= Albert Popper =

Albert Popper (Vojtěch Popper; Hebrew name: Abraham; 1808 - 3 September 1889) was a mayor of Vimperk (Winterberg) and doctor for the House of Schwarzenberg.

Popper was born in the village of Bresnitz (Březnice) to a Jewish family. At the time of his birth the number of Jewish families in the Kingdom of Bohemia was strictly controlled by the Familianten quota system, which was partially abolished in 1848 and fully abolished in 1859.

In addition to the government control of Jewish procreation, during most of Popper's life Jews were prohibited from owning property, choosing their place of domicile, attending public schools, or holding public office. This situation did not change until late in Albert Popper's life with the reforms of 1867 in the Austrian portion of the dual monarchy.

Popper, nevertheless, was able to gain permission to attend the University of Vienna, where he earned his doctorate in Pharmacology in 1835. He went on to earn his medical degree and settled in Vimperk where he established a pharmacy and served as the official doctor to the Schwarzenberg princes.

In 1841, Popper published a treatment for Chlorosis (Hypochromic anemia) containing Vitriolum martis (sulfuric acid and iron) and Sal tartari (potassium carbonate) in Österreichische medicinische Wochenschrift which was republished and refined in the following years.

By the time of the Vimperk fire of 1857, Popper was the town's mayor.
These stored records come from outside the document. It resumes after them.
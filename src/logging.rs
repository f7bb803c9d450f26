//! Tracing subscriber setup.
//!
//! Console output is compact and filtered by `RUST_LOG` (default `info`).
//! When a log directory is configured, a daily rolling JSON file is written
//! alongside it.

use std::path::Path;

use tracing_appender::non_blocking::WorkerGuard;
use tracing_subscriber::EnvFilter;
use tracing_subscriber::layer::SubscriberExt;
use tracing_subscriber::util::SubscriberInitExt;

/// Install the global subscriber. The returned guard must be held until
/// shutdown so buffered file output is flushed.
pub fn init_tracing(log_directory: Option<&Path>) -> Result<Option<WorkerGuard>, std::io::Error> {
    let (file_layer, guard) = match log_directory {
        Some(dir) => {
            std::fs::create_dir_all(dir)?;
            let appender = tracing_appender::rolling::daily(dir, "tradegate.log");
            let (writer, guard) = tracing_appender::non_blocking(appender);
            let layer = tracing_subscriber::fmt::layer()
                .with_writer(writer)
                .json()
                .with_current_span(false)
                .with_span_list(true);
            (Some(layer), Some(guard))
        }
        None => (None, None),
    };

    let console_layer = tracing_subscriber::fmt::layer()
        .with_target(true)
        .with_level(true)
        .compact();

    // A second install (tests, repeated CLI calls) keeps the first subscriber.
    let _ = tracing_subscriber::registry()
        .with(console_layer)
        .with(file_layer)
        .with(EnvFilter::try_from_default_env().unwrap_or_else(|_| EnvFilter::new("info")))
        .try_init();

    Ok(guard)
}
After the fire, he implored the Habsburg monarchy for assistance. Emperor Franz Joseph himself came to Vimperk and was the guest of Albert Popper. The emperor agreed to provide imperial funds for repair and reconstruction.

== Publications ==
- 1842. Skizzirte Geschichte der fürstl. Schwarzenbergischen Allodial-Herrschaft Winterberg, im Prachiner Kreise Böhmens. (Historical Sketch of the princely Schwarzenberg Allodial Lordship of Vimperk in the Prachatice District of Bohemia)
- 1845. On the Extract of Belladonna in Inflammations of the Throat, by Dr Popper, County Physician at Winterberg. The British Journal of Homœopathy (Translation and reprint of original article from Austrian Weekly Journal).